■ GOAL OF THE EXERCISE ■
From the material below, return every line that includes "OperationState".

________________________

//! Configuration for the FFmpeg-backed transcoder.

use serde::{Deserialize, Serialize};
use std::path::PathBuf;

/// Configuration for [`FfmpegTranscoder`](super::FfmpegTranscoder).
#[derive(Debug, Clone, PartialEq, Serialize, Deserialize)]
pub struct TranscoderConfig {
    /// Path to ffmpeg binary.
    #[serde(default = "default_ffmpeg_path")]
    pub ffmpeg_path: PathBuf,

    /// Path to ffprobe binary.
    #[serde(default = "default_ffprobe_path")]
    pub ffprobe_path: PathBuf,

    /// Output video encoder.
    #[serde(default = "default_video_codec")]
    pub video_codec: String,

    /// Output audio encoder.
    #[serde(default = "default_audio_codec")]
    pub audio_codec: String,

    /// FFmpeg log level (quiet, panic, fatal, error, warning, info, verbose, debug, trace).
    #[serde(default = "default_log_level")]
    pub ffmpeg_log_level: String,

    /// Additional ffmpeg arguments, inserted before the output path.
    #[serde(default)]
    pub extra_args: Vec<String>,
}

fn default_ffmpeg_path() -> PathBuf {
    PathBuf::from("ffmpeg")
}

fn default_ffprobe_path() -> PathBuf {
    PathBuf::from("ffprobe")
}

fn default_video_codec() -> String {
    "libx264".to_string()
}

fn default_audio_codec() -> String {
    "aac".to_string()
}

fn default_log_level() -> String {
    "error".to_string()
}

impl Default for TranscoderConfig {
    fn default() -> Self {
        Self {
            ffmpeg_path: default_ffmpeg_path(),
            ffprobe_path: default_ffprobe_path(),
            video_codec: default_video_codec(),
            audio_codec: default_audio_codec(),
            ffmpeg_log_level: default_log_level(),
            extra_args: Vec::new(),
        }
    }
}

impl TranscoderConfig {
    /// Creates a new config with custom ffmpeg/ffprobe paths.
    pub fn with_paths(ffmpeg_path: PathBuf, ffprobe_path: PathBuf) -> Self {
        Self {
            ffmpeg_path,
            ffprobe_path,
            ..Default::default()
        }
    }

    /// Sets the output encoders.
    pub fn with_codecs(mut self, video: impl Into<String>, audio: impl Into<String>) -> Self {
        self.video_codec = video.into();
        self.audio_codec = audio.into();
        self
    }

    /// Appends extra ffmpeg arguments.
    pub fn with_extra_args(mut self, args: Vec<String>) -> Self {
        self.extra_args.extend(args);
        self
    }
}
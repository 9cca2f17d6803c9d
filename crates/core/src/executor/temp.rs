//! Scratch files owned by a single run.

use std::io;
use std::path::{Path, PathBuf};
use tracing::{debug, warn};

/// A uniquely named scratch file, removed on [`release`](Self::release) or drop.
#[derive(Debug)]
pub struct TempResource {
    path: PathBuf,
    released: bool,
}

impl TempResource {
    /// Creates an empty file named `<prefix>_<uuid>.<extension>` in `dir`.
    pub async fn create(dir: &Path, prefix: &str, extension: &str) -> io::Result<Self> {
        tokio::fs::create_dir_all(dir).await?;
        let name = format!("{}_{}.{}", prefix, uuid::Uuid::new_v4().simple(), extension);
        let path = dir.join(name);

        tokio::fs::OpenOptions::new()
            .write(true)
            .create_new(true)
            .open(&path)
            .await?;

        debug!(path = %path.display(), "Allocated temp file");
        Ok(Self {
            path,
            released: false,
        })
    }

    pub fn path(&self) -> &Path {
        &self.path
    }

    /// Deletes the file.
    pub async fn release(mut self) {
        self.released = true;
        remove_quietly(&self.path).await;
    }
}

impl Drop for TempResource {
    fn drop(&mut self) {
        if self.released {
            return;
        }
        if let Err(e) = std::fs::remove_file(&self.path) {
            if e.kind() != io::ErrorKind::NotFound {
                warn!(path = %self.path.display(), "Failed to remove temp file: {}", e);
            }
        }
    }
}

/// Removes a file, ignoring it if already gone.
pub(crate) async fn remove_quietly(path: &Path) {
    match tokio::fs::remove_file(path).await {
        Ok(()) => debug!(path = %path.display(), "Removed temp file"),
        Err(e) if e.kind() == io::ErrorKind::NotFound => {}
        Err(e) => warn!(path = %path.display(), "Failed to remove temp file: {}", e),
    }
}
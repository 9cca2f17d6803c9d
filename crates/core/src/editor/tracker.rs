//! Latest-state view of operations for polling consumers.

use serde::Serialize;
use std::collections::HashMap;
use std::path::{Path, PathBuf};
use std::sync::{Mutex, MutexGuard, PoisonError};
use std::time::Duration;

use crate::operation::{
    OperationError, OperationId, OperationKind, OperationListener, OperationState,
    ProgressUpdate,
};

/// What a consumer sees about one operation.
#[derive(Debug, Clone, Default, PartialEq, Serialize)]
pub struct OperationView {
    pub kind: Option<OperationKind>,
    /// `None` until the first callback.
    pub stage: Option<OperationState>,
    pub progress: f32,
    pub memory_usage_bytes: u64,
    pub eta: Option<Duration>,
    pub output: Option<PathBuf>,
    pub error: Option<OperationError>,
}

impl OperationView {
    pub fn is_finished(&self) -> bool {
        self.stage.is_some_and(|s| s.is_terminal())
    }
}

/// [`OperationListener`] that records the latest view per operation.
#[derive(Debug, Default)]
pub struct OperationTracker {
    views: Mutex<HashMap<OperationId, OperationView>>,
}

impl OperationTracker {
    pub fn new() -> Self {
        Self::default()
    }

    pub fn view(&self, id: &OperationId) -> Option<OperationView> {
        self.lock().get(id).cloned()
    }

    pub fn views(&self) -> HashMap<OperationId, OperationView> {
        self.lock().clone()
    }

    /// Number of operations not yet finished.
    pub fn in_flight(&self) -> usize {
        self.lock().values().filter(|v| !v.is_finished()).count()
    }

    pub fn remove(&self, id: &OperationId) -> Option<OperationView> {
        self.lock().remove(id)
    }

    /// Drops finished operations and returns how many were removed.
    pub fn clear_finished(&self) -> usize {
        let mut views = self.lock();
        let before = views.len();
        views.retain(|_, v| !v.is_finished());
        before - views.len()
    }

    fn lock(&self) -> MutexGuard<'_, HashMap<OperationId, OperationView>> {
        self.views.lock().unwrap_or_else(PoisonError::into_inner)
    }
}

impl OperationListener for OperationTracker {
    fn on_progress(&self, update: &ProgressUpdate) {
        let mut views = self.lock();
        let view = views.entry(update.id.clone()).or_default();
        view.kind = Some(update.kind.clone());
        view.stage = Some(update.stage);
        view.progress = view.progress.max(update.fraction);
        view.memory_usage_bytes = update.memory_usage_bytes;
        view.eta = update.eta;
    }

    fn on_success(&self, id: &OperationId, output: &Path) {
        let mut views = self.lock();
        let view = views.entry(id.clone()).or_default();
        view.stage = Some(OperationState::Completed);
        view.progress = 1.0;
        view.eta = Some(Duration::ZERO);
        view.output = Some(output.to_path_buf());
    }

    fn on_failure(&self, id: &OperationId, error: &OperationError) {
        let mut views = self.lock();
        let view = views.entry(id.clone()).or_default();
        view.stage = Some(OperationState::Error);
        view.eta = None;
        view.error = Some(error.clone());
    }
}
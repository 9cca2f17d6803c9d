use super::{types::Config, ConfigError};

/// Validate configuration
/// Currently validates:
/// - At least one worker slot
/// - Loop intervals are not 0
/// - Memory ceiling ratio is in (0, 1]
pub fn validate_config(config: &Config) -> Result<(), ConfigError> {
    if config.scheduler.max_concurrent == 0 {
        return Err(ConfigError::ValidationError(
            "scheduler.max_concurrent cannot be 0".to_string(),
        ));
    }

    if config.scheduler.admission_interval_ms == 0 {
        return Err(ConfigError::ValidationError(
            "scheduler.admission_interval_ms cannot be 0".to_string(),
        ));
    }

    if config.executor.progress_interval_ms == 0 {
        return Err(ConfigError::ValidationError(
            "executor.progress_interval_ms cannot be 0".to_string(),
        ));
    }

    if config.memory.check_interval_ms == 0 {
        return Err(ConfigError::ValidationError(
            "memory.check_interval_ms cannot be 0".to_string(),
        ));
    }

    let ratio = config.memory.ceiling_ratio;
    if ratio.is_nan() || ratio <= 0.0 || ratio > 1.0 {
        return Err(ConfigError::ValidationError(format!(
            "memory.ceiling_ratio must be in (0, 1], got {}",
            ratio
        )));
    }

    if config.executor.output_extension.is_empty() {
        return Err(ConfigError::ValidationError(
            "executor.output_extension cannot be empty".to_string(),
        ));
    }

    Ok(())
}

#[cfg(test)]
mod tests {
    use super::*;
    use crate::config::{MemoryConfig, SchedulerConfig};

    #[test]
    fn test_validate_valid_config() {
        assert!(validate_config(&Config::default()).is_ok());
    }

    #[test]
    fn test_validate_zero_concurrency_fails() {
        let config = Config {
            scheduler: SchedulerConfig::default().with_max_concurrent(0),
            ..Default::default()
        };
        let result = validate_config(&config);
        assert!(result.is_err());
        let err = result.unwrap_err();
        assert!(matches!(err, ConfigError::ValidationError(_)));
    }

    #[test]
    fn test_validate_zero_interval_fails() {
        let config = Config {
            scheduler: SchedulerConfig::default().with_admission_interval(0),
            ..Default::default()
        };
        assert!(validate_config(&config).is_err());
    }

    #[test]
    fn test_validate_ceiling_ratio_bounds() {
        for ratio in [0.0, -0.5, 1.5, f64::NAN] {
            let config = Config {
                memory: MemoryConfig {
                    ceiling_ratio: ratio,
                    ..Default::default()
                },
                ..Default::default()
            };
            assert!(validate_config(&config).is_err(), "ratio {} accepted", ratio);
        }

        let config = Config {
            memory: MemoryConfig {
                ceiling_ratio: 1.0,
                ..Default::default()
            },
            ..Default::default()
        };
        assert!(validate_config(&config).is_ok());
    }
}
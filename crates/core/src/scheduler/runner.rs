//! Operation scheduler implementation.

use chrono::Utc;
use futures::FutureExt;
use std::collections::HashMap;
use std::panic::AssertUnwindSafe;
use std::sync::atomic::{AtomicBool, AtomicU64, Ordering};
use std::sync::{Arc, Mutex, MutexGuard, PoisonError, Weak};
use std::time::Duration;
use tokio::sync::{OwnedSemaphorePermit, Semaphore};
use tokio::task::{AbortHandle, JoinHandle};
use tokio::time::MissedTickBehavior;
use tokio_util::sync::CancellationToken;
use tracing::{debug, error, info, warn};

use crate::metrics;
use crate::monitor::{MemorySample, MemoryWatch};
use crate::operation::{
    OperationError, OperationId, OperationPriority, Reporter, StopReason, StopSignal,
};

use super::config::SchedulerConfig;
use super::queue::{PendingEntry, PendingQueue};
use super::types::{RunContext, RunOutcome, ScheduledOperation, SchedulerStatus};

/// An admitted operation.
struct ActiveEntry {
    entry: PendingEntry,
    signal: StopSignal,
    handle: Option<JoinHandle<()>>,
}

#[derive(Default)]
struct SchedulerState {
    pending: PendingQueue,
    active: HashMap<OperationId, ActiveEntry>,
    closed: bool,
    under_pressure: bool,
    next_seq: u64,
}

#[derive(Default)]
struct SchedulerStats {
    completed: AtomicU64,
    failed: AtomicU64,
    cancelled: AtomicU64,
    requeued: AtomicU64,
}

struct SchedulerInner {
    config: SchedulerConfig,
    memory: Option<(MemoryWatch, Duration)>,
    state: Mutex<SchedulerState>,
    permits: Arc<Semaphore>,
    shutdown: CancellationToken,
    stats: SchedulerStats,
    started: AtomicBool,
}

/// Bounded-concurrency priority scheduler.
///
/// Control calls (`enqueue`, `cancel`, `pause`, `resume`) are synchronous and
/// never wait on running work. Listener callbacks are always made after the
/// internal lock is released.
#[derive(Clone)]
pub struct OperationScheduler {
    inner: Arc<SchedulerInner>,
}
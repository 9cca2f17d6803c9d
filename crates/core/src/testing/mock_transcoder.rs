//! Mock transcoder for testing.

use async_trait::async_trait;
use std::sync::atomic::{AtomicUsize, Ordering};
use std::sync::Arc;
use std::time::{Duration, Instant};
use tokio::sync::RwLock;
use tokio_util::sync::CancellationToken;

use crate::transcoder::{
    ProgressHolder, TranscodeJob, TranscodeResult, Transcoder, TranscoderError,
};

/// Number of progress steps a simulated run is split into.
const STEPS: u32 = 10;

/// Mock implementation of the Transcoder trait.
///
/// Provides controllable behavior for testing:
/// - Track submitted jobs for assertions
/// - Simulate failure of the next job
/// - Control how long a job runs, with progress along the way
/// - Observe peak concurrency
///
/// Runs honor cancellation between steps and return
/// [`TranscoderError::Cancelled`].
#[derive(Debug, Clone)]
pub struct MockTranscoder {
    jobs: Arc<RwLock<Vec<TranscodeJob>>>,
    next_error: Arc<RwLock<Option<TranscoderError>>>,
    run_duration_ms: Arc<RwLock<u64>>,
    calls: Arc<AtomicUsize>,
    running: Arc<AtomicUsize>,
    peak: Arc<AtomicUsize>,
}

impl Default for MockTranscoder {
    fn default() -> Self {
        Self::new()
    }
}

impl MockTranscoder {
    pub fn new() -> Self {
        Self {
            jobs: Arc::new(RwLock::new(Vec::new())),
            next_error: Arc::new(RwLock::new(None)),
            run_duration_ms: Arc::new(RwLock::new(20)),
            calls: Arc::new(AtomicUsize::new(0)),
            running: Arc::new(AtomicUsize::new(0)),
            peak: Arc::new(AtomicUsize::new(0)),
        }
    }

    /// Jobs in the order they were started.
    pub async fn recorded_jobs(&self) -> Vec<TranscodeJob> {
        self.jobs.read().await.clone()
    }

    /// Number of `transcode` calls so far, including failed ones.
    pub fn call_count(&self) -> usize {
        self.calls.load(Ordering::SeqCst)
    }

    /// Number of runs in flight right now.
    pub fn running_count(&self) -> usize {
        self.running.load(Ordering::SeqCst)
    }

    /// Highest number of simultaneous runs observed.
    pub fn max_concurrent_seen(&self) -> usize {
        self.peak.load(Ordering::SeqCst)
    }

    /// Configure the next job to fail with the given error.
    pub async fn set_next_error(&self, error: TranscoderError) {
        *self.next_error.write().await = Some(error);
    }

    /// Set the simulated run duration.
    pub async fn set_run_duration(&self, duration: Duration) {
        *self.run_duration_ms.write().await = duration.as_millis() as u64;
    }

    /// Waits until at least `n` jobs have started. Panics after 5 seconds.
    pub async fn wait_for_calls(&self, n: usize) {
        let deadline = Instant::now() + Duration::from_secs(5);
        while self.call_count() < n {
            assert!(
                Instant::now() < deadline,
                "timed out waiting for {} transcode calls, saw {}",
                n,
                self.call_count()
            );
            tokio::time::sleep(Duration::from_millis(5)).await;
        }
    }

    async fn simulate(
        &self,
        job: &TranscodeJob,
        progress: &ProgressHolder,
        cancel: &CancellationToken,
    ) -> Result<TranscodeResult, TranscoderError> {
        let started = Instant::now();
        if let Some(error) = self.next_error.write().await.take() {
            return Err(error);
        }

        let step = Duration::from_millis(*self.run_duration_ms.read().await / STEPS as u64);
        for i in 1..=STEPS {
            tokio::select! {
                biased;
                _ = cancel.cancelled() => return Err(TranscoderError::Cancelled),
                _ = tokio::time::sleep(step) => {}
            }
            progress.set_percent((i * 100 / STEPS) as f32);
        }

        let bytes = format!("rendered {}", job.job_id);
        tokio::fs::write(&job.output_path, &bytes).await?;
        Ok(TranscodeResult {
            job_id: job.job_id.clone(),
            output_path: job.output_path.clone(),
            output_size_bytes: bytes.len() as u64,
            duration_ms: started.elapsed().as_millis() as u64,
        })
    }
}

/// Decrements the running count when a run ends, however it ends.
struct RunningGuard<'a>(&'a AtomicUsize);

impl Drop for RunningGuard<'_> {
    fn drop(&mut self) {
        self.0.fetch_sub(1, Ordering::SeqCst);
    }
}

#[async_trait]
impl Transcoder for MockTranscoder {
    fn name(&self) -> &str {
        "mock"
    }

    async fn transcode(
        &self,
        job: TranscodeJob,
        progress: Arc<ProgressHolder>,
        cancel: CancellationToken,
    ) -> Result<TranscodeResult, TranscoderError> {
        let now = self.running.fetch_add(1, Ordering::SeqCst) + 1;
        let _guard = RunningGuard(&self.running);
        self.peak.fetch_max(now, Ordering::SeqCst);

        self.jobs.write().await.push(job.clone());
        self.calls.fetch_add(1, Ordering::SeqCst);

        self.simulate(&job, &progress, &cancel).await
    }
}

________________________

■ EXPECTED ANSWER ■
    OperationError, OperationId, OperationKind, OperationListener, OperationState,
    pub stage: Option<OperationState>,
        view.stage = Some(OperationState::Completed);
        view.stage = Some(OperationState::Error);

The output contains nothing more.